*Work instruction*:
Once you find the line containing "scores.json [default: $GRAINBENCH_ROOT/output]" in the data below, copy it and each following line exactly, up to and including the line containing "materialize split files", and nothing else.

*Provided records*:
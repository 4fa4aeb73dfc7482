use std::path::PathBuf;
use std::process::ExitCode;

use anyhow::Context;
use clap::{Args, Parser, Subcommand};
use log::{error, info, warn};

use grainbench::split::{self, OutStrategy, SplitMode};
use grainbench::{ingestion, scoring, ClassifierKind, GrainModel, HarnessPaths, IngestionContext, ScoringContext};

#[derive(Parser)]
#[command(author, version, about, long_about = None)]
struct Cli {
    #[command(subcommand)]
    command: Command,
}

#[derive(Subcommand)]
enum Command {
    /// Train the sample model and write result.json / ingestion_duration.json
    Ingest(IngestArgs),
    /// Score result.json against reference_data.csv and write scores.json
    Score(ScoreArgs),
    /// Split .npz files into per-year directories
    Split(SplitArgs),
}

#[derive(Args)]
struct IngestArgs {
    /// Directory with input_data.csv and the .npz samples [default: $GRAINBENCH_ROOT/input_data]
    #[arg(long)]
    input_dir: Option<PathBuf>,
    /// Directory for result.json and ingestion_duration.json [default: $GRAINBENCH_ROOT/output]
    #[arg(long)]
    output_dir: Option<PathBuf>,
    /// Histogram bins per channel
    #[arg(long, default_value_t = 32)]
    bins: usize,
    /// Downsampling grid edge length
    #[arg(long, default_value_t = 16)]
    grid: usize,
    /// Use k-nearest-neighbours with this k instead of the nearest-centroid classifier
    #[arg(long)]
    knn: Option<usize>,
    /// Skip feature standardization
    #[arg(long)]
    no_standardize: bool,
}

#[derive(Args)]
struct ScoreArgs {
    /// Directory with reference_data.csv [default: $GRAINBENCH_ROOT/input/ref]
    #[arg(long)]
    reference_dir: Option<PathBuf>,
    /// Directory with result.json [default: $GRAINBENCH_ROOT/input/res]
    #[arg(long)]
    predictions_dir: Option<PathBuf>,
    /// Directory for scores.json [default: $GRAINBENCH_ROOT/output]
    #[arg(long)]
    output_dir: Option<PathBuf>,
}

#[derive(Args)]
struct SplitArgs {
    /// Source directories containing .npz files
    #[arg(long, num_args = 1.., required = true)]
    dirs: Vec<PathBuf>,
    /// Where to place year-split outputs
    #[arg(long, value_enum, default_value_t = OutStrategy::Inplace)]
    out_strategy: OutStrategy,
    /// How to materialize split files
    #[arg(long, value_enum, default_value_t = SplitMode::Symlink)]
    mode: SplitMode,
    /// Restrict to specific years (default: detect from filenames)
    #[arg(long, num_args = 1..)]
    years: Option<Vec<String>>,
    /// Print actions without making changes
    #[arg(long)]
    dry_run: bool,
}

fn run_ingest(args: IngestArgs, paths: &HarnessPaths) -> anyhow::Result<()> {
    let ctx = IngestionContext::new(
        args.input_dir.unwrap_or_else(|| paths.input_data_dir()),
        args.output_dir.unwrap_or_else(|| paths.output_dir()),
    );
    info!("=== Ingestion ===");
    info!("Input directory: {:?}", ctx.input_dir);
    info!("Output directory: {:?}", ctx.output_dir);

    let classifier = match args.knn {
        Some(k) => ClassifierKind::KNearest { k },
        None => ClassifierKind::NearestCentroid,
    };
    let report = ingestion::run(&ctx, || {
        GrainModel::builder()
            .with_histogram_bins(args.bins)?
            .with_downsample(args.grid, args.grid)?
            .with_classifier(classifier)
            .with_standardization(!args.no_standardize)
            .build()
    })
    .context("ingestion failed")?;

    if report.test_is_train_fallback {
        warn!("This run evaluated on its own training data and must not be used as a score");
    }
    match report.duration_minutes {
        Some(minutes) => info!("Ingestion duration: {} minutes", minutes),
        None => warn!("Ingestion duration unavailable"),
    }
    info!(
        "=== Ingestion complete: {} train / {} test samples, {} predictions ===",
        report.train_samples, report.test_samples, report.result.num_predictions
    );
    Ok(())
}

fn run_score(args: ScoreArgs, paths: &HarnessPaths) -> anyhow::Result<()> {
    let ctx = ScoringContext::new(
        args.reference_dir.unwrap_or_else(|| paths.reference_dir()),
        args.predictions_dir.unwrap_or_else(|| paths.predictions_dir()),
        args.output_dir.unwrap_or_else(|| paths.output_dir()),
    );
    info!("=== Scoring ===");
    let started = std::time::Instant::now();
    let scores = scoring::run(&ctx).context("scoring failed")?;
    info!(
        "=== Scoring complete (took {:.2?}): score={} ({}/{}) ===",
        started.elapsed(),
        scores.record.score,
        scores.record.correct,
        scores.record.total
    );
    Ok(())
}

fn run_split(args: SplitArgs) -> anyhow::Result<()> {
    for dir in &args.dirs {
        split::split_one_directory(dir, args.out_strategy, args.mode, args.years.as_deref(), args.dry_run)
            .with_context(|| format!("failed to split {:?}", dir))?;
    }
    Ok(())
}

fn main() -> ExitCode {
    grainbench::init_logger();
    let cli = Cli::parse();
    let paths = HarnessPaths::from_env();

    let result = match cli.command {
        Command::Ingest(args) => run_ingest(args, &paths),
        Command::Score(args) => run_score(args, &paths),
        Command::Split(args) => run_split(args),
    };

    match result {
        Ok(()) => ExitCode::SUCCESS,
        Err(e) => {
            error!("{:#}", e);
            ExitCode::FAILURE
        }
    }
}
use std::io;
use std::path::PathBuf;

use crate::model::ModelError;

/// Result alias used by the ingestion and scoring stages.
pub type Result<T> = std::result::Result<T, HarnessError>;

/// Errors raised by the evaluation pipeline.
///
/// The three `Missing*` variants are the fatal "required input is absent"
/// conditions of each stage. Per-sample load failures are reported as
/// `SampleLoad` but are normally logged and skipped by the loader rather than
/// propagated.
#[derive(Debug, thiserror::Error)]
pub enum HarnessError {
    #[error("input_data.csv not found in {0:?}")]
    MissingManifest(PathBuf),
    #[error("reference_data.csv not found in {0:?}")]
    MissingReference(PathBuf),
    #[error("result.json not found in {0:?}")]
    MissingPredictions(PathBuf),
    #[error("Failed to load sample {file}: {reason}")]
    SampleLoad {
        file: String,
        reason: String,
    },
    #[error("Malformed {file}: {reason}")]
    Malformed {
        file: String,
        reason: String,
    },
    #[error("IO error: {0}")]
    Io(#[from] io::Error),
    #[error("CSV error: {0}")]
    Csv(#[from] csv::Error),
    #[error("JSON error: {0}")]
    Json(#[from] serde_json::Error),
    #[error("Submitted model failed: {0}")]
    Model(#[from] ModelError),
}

*Expected answer*:
    /// Directory for scores.json [default: $GRAINBENCH_ROOT/output]
    #[arg(long)]
    output_dir: Option<PathBuf>,
}

#[derive(Args)]
struct SplitArgs {
    /// Source directories containing .npz files
    #[arg(long, num_args = 1.., required = true)]
    dirs: Vec<PathBuf>,
    /// Where to place year-split outputs
    #[arg(long, value_enum, default_value_t = OutStrategy::Inplace)]
    out_strategy: OutStrategy,
    /// How to materialize split files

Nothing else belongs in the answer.